RECORD EXTRACTS Block Start

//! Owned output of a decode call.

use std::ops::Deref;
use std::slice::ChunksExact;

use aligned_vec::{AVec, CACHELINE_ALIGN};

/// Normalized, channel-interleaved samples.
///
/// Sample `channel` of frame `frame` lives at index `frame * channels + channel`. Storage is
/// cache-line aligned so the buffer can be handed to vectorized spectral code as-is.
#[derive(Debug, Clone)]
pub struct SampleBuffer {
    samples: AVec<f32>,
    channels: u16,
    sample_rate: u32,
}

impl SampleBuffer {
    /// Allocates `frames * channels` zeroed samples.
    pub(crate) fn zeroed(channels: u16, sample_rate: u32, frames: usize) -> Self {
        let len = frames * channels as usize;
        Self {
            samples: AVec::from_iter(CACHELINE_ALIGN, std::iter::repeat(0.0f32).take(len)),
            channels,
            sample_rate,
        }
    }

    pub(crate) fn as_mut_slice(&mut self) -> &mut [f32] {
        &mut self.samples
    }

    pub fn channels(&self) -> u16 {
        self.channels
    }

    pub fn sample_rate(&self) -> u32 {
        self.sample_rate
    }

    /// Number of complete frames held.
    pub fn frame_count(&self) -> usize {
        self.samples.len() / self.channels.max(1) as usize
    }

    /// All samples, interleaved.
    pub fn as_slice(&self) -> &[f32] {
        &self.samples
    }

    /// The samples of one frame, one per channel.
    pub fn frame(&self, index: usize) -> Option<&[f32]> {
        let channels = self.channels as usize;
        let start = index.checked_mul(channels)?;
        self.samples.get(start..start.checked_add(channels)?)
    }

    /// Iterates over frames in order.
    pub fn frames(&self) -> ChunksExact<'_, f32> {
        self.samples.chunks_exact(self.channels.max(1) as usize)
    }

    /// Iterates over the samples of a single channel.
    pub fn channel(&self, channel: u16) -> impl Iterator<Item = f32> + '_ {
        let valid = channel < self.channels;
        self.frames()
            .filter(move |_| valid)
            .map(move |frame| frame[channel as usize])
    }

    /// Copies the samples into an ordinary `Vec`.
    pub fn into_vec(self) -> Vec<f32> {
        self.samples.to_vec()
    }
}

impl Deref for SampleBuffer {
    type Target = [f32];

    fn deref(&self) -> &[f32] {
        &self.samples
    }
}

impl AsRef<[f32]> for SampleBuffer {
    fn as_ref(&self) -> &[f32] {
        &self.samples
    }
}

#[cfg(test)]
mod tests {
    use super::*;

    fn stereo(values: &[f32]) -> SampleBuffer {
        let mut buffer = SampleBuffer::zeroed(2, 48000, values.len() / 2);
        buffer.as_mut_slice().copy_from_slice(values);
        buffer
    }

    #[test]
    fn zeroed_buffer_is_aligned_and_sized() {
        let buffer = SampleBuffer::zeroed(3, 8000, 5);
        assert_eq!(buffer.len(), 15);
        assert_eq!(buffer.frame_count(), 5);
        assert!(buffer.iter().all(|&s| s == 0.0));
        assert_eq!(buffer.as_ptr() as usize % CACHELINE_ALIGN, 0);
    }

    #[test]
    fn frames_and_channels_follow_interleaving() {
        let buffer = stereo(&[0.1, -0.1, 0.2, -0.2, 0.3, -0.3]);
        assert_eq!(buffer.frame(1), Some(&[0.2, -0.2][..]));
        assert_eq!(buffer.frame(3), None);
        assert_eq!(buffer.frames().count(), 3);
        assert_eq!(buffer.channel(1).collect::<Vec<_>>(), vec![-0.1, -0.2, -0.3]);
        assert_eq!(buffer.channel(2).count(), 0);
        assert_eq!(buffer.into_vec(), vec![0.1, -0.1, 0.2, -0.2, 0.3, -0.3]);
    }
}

RECORD EXTRACTS Block End

> [HOW TO COMPLETE THIS TASK] If a line falls between the first line of the entries and the line containing "pub fn frame_count(&self)", or is one of those two, restate it word for word; leave all other lines out.

> [ANSWER BOX]
//! Owned output of a decode call.

use std::ops::Deref;
use std::slice::ChunksExact;

use aligned_vec::{AVec, CACHELINE_ALIGN};

/// Normalized, channel-interleaved samples.
///
/// Sample `channel` of frame `frame` lives at index `frame * channels + channel`. Storage is
/// cache-line aligned so the buffer can be handed to vectorized spectral code as-is.
#[derive(Debug, Clone)]
pub struct SampleBuffer {
    samples: AVec<f32>,
    channels: u16,
    sample_rate: u32,
}

impl SampleBuffer {
    /// Allocates `frames * channels` zeroed samples.
    pub(crate) fn zeroed(channels: u16, sample_rate: u32, frames: usize) -> Self {
        let len = frames * channels as usize;
        Self {
            samples: AVec::from_iter(CACHELINE_ALIGN, std::iter::repeat(0.0f32).take(len)),
            channels,
            sample_rate,
        }
    }

    pub(crate) fn as_mut_slice(&mut self) -> &mut [f32] {
        &mut self.samples
    }

    pub fn channels(&self) -> u16 {
        self.channels
    }

    pub fn sample_rate(&self) -> u32 {
        self.sample_rate
    }

    /// Number of complete frames held.
    pub fn frame_count(&self) -> usize {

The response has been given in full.